EXERCISE REQUIREMENTS
From the data below, retype exactly the lines starting with the one that contains "filename crates/sparkai/src/config/file.rs" and ending with the one that contains "the current value.", both included.

Source data
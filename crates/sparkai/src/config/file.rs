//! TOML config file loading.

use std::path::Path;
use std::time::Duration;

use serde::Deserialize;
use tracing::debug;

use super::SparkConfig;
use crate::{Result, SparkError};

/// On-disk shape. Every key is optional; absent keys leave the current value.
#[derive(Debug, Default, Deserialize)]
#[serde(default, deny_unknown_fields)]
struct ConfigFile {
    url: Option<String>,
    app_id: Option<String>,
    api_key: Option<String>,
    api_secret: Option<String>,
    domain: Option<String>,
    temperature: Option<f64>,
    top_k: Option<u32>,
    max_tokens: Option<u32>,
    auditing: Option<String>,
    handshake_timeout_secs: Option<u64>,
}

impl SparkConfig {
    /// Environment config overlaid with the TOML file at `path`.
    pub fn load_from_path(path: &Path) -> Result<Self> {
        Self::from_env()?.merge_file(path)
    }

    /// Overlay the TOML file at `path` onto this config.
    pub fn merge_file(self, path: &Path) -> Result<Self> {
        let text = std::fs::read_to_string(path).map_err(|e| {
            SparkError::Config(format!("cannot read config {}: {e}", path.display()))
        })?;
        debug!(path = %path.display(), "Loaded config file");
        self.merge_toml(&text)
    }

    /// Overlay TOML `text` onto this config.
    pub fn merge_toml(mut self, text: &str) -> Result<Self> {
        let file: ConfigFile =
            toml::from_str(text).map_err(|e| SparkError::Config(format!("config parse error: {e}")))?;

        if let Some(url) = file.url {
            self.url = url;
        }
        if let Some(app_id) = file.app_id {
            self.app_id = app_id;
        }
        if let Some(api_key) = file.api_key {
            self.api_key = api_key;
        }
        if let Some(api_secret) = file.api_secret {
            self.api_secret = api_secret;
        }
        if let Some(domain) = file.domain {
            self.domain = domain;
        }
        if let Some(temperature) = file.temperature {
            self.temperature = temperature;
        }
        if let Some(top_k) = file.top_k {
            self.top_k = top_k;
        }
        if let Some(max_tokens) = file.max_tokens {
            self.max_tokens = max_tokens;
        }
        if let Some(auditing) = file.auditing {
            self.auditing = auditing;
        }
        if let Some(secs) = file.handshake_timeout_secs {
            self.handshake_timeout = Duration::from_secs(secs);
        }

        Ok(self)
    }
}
* * *
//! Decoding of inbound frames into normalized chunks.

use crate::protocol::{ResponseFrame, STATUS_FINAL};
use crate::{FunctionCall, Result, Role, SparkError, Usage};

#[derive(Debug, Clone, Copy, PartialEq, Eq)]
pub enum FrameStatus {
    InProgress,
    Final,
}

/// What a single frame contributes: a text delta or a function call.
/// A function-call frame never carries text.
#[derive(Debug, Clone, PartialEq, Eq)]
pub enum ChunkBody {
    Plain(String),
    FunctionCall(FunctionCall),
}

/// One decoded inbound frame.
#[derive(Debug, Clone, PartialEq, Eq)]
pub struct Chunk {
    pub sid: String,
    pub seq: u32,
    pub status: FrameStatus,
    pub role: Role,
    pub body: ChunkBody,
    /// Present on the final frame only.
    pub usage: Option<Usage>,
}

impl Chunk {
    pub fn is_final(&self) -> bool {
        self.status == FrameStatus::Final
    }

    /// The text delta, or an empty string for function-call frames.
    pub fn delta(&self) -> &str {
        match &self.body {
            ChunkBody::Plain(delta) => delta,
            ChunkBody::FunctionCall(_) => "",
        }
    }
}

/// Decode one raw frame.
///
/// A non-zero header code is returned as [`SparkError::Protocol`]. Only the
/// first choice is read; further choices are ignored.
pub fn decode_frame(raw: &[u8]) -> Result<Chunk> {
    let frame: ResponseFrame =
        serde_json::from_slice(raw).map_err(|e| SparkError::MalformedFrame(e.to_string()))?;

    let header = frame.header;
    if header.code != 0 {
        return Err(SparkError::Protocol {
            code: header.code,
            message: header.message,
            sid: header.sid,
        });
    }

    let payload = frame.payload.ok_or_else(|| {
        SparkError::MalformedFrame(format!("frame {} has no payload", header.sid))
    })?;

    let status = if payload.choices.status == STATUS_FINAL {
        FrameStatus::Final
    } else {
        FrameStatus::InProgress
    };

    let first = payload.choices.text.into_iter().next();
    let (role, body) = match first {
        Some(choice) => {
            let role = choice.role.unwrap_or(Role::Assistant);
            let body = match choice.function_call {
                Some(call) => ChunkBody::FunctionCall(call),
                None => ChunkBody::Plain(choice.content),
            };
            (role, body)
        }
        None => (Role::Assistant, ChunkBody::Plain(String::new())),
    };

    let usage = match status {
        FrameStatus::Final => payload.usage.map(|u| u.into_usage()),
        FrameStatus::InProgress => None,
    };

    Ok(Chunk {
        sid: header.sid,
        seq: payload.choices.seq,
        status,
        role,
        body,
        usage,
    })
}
==
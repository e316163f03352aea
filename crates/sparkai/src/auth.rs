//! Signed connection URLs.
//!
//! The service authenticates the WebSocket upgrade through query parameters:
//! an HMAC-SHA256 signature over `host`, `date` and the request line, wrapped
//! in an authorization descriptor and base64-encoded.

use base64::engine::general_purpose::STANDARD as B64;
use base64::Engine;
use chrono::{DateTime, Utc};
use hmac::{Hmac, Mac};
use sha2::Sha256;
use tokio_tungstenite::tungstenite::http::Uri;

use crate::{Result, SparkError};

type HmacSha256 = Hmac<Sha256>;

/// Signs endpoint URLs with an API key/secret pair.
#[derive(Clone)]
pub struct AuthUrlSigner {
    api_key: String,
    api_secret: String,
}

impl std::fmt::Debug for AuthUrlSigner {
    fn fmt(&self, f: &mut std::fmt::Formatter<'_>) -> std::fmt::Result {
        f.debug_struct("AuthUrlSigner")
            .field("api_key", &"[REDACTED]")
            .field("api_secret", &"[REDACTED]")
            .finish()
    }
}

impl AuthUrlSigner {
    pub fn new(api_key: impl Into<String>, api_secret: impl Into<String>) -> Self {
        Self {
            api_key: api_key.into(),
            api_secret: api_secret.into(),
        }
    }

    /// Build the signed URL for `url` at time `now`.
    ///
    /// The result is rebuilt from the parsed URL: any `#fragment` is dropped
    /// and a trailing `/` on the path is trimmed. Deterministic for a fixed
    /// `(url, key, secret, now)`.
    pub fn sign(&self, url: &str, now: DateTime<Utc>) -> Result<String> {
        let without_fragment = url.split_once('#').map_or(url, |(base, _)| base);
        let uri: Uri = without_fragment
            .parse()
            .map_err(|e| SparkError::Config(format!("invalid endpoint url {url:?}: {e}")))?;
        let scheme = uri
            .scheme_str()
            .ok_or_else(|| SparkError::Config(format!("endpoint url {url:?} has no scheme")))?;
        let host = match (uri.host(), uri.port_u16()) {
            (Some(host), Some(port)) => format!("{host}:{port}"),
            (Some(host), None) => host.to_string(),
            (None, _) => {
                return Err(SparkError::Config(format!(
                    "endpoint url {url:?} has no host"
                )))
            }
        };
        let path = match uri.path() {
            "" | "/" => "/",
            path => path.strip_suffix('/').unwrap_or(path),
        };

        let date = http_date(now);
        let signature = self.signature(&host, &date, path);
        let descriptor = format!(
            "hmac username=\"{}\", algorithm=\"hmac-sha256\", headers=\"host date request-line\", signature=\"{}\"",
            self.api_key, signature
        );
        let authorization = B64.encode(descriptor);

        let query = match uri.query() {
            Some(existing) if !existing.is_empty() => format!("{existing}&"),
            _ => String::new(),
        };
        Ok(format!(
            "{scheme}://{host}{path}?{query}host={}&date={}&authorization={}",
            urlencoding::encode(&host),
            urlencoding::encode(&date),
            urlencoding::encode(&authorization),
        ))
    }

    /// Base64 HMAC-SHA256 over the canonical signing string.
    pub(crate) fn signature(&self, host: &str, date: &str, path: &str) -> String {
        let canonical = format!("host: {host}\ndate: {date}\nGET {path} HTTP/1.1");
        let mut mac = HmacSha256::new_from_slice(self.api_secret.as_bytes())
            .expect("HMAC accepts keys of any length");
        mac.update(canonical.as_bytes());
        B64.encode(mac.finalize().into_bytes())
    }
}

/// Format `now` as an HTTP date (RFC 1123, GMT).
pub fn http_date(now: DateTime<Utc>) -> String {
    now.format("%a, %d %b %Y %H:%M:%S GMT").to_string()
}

SOLUTION FOR THIS EXERCISE
filename crates/sparkai/src/config/file.rs
//! TOML config file loading.

use std::path::Path;
use std::time::Duration;

use serde::Deserialize;
use tracing::debug;

use super::SparkConfig;
use crate::{Result, SparkError};

/// On-disk shape. Every key is optional; absent keys leave the current value.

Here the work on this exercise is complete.